D'un côté, les petites-nièces du créateur, qui ont rallié la plupart de la famille Cardin, souhaitent que le groupe Cardin soit vendu et dénoncent "une tentative de spoliation d'héritage".
De l'autre, le petit-neveu du couturier, Rodrigo Basilicati-Cardin, devenu directeur général du groupe en 2018 puis président en novembre 2020. Ce quinquagénaire, qui dit avoir travaillé près de 25 ans auprès de son grand-oncle, souhaite "respecter les volontés de Pierre Cardin, préserver son empire et défendre son image".
Pierre Cardin, créateur visionnaire et homme d'affaires touche-à-tout, est mort fin décembre 2020 à 98 ans. Le couturier, qui n'a pas eu d'enfants, a laissé un riche patrimoine : une holding et des filiales, des licences, des marques, ainsi que des biens immobiliers notamment à Paris et dans le Vaucluse.
L'actif du groupe est estimé entre 750 et 800 millions d'euros, selon les propositions de rachat, précise à l'AFP Me Jean-Louis Rivière, avocat des petites-nièces. Ces dernières reprochent à leur cousin de vouloir "récupérer l'intégralité du patrimoine individuel de Pierre Cardin et du groupe selon des manœuvres douteuses voire éventuellement frauduleuses", résume leur avocat.
En cause, notamment, un testament signé par Pierre Cardin en novembre 2016 et désignant Rodrigo Basilicati-Cardin comme unique héritier. Ce dernier a retrouvé ce document en 2022 dans l'immeuble parisien de son grand-oncle. Une découverte "opportune" au lendemain d'une offre de rachat du groupe avec laquelle "l'ensemble des héritiers, représentant 85%, étaient d'accord", souligne Me Rivière.

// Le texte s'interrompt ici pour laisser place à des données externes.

use super::error::AudioError;
use std::time::Duration;

/// Both providers deliver signed 16-bit little-endian PCM at this rate
pub const PCM_SAMPLE_RATE: u32 = 24_000;
pub const PCM_CHANNELS: u16 = 1;

/// Decoded, ready-to-play audio
#[derive(Debug, Clone, PartialEq)]
pub struct AudioClip {
    samples: Vec<i16>,
    sample_rate: u32,
    channels: u16,
}

impl AudioClip {
    /// Decode raw s16le PCM as returned by the speech providers
    pub fn from_pcm16le(bytes: &[u8], sample_rate: u32, channels: u16) -> Result<Self, AudioError> {
        if bytes.is_empty() {
            return Err(AudioError::SynthesisRejected(
                "Provider returned no audio".to_string(),
            ));
        }

        if bytes.len() % 2 != 0 {
            return Err(AudioError::SynthesisRejected(format!(
                "Malformed PCM payload: {} bytes is not a whole number of samples",
                bytes.len()
            )));
        }

        let samples = bytes
            .chunks_exact(2)
            .map(|pair| i16::from_le_bytes([pair[0], pair[1]]))
            .collect();

        Ok(Self {
            samples,
            sample_rate,
            channels: channels.max(1),
        })
    }

    pub fn samples(&self) -> &[i16] {
        &self.samples
    }

    pub fn sample_rate(&self) -> u32 {
        self.sample_rate
    }

    pub fn channels(&self) -> u16 {
        self.channels
    }

    /// Memory held by the decoded samples, used for the cache byte budget
    pub fn size_bytes(&self) -> usize {
        self.samples.len() * std::mem::size_of::<i16>()
    }

    pub fn duration(&self) -> Duration {
        let frames = self.samples.len() / self.channels as usize;
        Duration::from_secs_f64(frames as f64 / self.sample_rate as f64)
    }

    /// Re-encode for transport to the front-end
    pub fn to_pcm16le(&self) -> Vec<u8> {
        self.samples.iter().flat_map(|s| s.to_le_bytes()).collect()
    }
}
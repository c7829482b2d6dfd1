use async_trait::async_trait;
use std::time::Duration;

/// Failure reported by a speech provider, classified so the audio cache can
/// pick the right backoff policy.
#[derive(Debug, Clone, PartialEq, Eq, thiserror::Error)]
pub enum SpeechError {
    /// Network failure, timeout or 5xx. Worth retrying later.
    #[error("transient provider failure: {0}")]
    Transient(String),
    /// The provider asked us to slow down.
    #[error("provider rate limit: {message}")]
    RateLimited {
        message: String,
        retry_after: Option<Duration>,
    },
    /// The provider declined the input (bad text, blocked content, bad credentials).
    #[error("provider rejected request: {0}")]
    Rejected(String),
}

/// Repository for the remote speech/explanation service.
/// Abstracts the underlying provider (Gemini, OpenAI, ...)
///
/// Implementations make exactly one attempt per call. Caching, retry and
/// backoff live in the audio cache.
#[async_trait]
pub trait SpeechRepository: Send + Sync {
    /// Synthesize text to speech
    ///
    /// Returns raw PCM audio: signed 16-bit little-endian, 24 kHz, mono.
    async fn synthesize(&self, text: &str) -> Result<Vec<u8>, SpeechError>;

    /// Ask the text model for a short learner-oriented explanation of `text`
    async fn explain(&self, text: &str) -> Result<String, SpeechError>;

    /// Provider name for logs and health output
    fn provider(&self) -> &'static str;

    /// Whether credentials are present
    fn is_configured(&self) -> bool;
}
use crate::e2e::helpers;

use helpers::TestContext;
use hyper::StatusCode;
use serial_test::serial;

#[tokio::test]
#[serial]
async fn it_should_return_ok_for_health_check() {
    let ctx = TestContext::new().await.unwrap();

    let response = ctx.client.get("/health").await.unwrap();

    response.assert_status(StatusCode::OK);

    // Health endpoint returns plain text
    let body = String::from_utf8(response.body_bytes.clone()).unwrap();
    assert_eq!(body, "OK");
}

#[tokio::test]
#[serial]
async fn it_should_report_ready_when_speech_is_configured() {
    let ctx = TestContext::new().await.unwrap();

    let response = ctx.client.get("/health/ready").await.unwrap();

    response.assert_status(StatusCode::OK);
    let body = response.body();
    assert_eq!(body["status"], "ready");
    assert_eq!(body["provider"], "mock");
    assert_eq!(body["speech"], "configured");
}

#[tokio::test]
#[serial]
async fn it_should_report_missing_api_key() {
    let ctx = TestContext::unconfigured().await.unwrap();

    let response = ctx.client.get("/health/ready").await.unwrap();

    response.assert_status(StatusCode::SERVICE_UNAVAILABLE);
    assert_eq!(response.body()["speech"], "missing_api_key");

    // Liveness and the lesson catalog are unaffected
    ctx.client
        .get("/health")
        .await
        .unwrap()
        .assert_status(StatusCode::OK);
    ctx.client
        .get("/api/lessons")
        .await
        .unwrap()
        .assert_status(StatusCode::OK);
}

#[tokio::test]
#[serial]
async fn it_should_include_request_id_in_responses() {
    let ctx = TestContext::new().await.unwrap();

    let response = ctx.client.get("/health").await.unwrap();
    response.assert_header_exists("x-request-id");

    let response = ctx.client.get("/api/lessons/missing").await.unwrap();
    response.assert_status(StatusCode::NOT_FOUND);
    response.assert_header_exists("x-request-id");
}

#[tokio::test]
#[serial]
async fn it_should_echo_incoming_request_id() {
    let ctx = TestContext::new().await.unwrap();

    let response = ctx
        .client
        .get_with_header("/health", "x-request-id", "lesson-screen-42")
        .await
        .unwrap();

    response.assert_header("x-request-id", "lesson-screen-42");
}
pub mod audio;
pub mod explain;
pub mod health;
pub mod lesson;
pub mod quiz;
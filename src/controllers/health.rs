use axum::{extract::State, http::StatusCode, response::IntoResponse, Json};
use serde_json::json;
use std::sync::Arc;

use crate::infrastructure::repositories::SpeechRepository;

pub async fn health() -> impl IntoResponse {
    (StatusCode::OK, "OK")
}

/// Ready only when the speech provider has credentials. Lessons and the
/// mistake notebook still work without them, but nothing can be synthesized.
pub async fn health_ready(
    State(speech_repo): State<Arc<dyn SpeechRepository>>,
) -> impl IntoResponse {
    if speech_repo.is_configured() {
        (
            StatusCode::OK,
            Json(json!({
                "status": "ready",
                "provider": speech_repo.provider(),
                "speech": "configured"
            })),
        )
    } else {
        (
            StatusCode::SERVICE_UNAVAILABLE,
            Json(json!({
                "status": "not_ready",
                "provider": speech_repo.provider(),
                "speech": "missing_api_key"
            })),
        )
    }
}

Ce "testament aurait dû être trouvé pendant l'inventaire" réalisé après la mort du couturier, "mais au moins il m'a permis de connaitre ma famille", raille M. Basilicati-Cardin. Pierre Cardin "a exprimé de son vivant sa volonté que je lui succède et en dix ans il a fait un certain nombre d'actes conséquents jusqu'au testament", argumente-t-il. La validité de ce testament est contestée devant le tribunal civil de Paris.
"Trésor" à "développer"
La bataille entre les deux clans Cardin a gagné également le terrain pénal. Une enquête a été ouverte par le parquet de Paris après une plainte en mars des petites-nièces Cardin pour abus de faiblesse, abus de confiance aggravé, escroquerie, faux et usage de faux, a indiqué une source judiciaire, confirmant une information de Challenges.

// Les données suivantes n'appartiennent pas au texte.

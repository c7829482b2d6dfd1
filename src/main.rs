use std::sync::Arc;
use std::time::Duration;
use tracing_subscriber::{layer::SubscriberExt, util::SubscriberInitExt};
use panda_tutor::controllers::{
    audio::AudioController, explain::ExplainController, lesson::LessonController,
    quiz::QuizController,
};
use panda_tutor::domain::audio::{AudioService, PacedSink};
use panda_tutor::domain::explain::ExplainService;
use panda_tutor::domain::lesson::LessonService;
use panda_tutor::domain::quiz::QuizService;
use panda_tutor::infrastructure::config::{Config, LogFormat, SpeechProvider};
use panda_tutor::infrastructure::http::{build_router, start_http_server, AppControllers};
use panda_tutor::infrastructure::repositories::{
    client_without_retry, GeminiSpeechRepository, HardcodedLessonRepository,
    JsonFileMistakeRepository, OpenAiSpeechRepository, SpeechRepository,
};

#[tokio::main]
async fn main() -> Result<(), Box<dyn std::error::Error>> {
    // Load configuration
    let config = Config::from_env()?;

    // Initialize logging
    init_logging(&config);

    tracing::info!(
        "Starting Panda Tutor on {}:{}",
        config.host,
        config.port
    );

    let config = Arc::new(config);

    // === DEPENDENCY INJECTION SETUP ===
    // 1. Instantiate the speech provider
    tracing::info!(provider = ?config.speech_provider, "Instantiating speech provider...");
    let speech_repo = create_speech_repository(&config);

    if !speech_repo.is_configured() {
        tracing::warn!(
            provider = speech_repo.provider(),
            "Missing API key. Lessons will load but audio and explanations will fail until one is set"
        );
    }

    // 2. Instantiate repositories
    tracing::info!("Instantiating repositories...");
    let lesson_repo = Arc::new(HardcodedLessonRepository::new());
    let mistake_repo = Arc::new(JsonFileMistakeRepository::new(config.mistakes_path.clone()));
    tracing::info!(path = %mistake_repo.path().display(), "Mistake notebook location");

    // 3. Instantiate services (inject repositories and clients)
    tracing::info!("Instantiating services...");
    let audio_service = Arc::new(AudioService::new(
        speech_repo.clone(),
        Arc::new(PacedSink::new()),
        config.audio_settings(),
    ));
    let lesson_service = Arc::new(LessonService::new(
        lesson_repo.clone(),
        audio_service.clone(),
        config.lesson_prefetch_limit,
    ));
    let quiz_service = Arc::new(QuizService::new(lesson_repo, mistake_repo));
    let explain_service = Arc::new(ExplainService::new(
        speech_repo.clone(),
        config.explanation_cache_enabled,
        Duration::from_secs(config.synthesis_timeout_secs),
    ));

    // 4. Instantiate controllers (inject services)
    tracing::info!("Instantiating controllers...");
    let controllers = AppControllers {
        speech_repo,
        lesson_controller: Arc::new(LessonController::new(lesson_service)),
        quiz_controller: Arc::new(QuizController::new(quiz_service)),
        audio_controller: Arc::new(AudioController::new(audio_service)),
        explain_controller: Arc::new(ExplainController::new(explain_service)),
    };

    // Start HTTP server with all routes
    start_http_server(config, build_router(controllers)).await?;

    Ok(())
}

fn create_speech_repository(config: &Config) -> Arc<dyn SpeechRepository> {
    match config.speech_provider {
        SpeechProvider::Gemini => Arc::new(GeminiSpeechRepository::new(
            config.gemini_api_key.clone(),
            config.gemini_base_url.clone(),
            config.gemini_tts_model.clone(),
            config.gemini_text_model.clone(),
            config.gemini_voice.clone(),
        )),
        SpeechProvider::OpenAi => {
            let api_key = config.openai_api_key.clone().unwrap_or_default();
            Arc::new(OpenAiSpeechRepository::new(
                Arc::new(client_without_retry(&api_key)),
                !api_key.is_empty(),
                config.openai_tts_model.clone(),
                config.openai_voice.clone(),
                config.openai_chat_model.clone(),
            ))
        }
    }
}

fn init_logging(config: &Config) {
    let default_filter = if config.is_development() {
        "panda_tutor=debug,tower_http=debug"
    } else {
        "panda_tutor=info,tower_http=info"
    };

    if config.log_format == LogFormat::Json {
        tracing_subscriber::registry()
            .with(
                tracing_subscriber::EnvFilter::try_from_default_env()
                    .unwrap_or_else(|_| default_filter.into()),
            )
            .with(tracing_subscriber::fmt::layer().json())
            .init();
    } else {
        tracing_subscriber::registry()
            .with(
                tracing_subscriber::EnvFilter::try_from_default_env()
                    .unwrap_or_else(|_| default_filter.into()),
            )
            .with(tracing_subscriber::fmt::layer().pretty())
            .init();
    }
}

Les investigations, toujours en cours, ont été confiées à la brigade de répression de la délinquance astucieuse, a-t-elle précisé. Ces mêmes Cardin ont déposé trois autres plaintes depuis le début de l'année, dont une classée sans suite en juin. Les deux autres, l'une pour abus de confiance et faux et la seconde pour escroquerie et abus de confiance, sont en cours d'analyse, a détaillé la source judiciaire.
Dans une des plaintes, les petites-nièces contestent les conditions dans lesquelles Rodrigo Basilicati-Cardin a pris la tête de la holding quelques jours après la mort de son grand oncle. Leurs doutes portent sur la validité de l'acte de cession de parts qu'aurait signé leur grand-mère Giovanna Cardin, quelques jours avant sa mort en mars 2000 à l'âge de 97 ans.
"Rodrigo Basilicati-Cardin est dans une situation d'autodésignation. Pour des raisons exclusivement personnelles, il veut se débarrasser des héritiers", dénonce Me Rivière.
Rodrigo Basilicati-Cardin, a, lui, répliqué le 21 juin avec une plainte avec constitution de partie civile pour diffamation. "Certains membres de la famille, qui n'acceptent pas que Pierre Cardin m'ait désigné pour lui succéder, multiplient les procédures et essaient de mobiliser la presse, avec des allégations mensongères qui n'ont pour seul but que de me nuire et de nuire au groupe", dénonce-t-il. Sous l'impulsion de Rodrigo Basilicati-Cardin, la maison Pierre Cardin a fait son retour en mars dernier au calendrier officiel du prêt-à-porter féminin à Paris après 25 ans d'absence.
En reprenant les silhouettes phares du couturier visionnaire, la collection a été conçue en interne, M. Basilicati-Cardin ne souhaitant pas inviter un styliste extérieur pour ne pas "dénaturer" l'héritage de son grand-oncle. "A la fin, dit-il, Pierre Cardin m'a confié des conseils importants sur sa vision de la marque, c'est un trésor que je veux développer". (AFP) (AFP)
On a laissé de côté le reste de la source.